(Saved data entries)
---------------

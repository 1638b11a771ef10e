//! Domain models for the storefront.
//!
//! Row types derive `sqlx::FromRow` and are read with runtime `query_as`.
//! Views returned to clients derive `Serialize`.

pub mod cart;
pub mod discount;
pub mod order;
pub mod product;
pub mod refund;
pub mod session;
pub mod user;
pub mod webhook;

pub use session::{CurrentUser, keys as session_keys};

---------------

▸ **WHAT THE EXERCISE ASKS**
Output only the lines from the one holding "for the storefront." through the last line above, exactly as they appear.

▸ **FINAL ANSWER**
//! Domain models for the storefront.
//!
//! Row types derive `sqlx::FromRow` and are read with runtime `query_as`.
//! Views returned to clients derive `Serialize`.

pub mod cart;
pub mod discount;
pub mod order;
pub mod product;
pub mod refund;
pub mod session;
pub mod user;
pub mod webhook;

pub use session::{CurrentUser, keys as session_keys};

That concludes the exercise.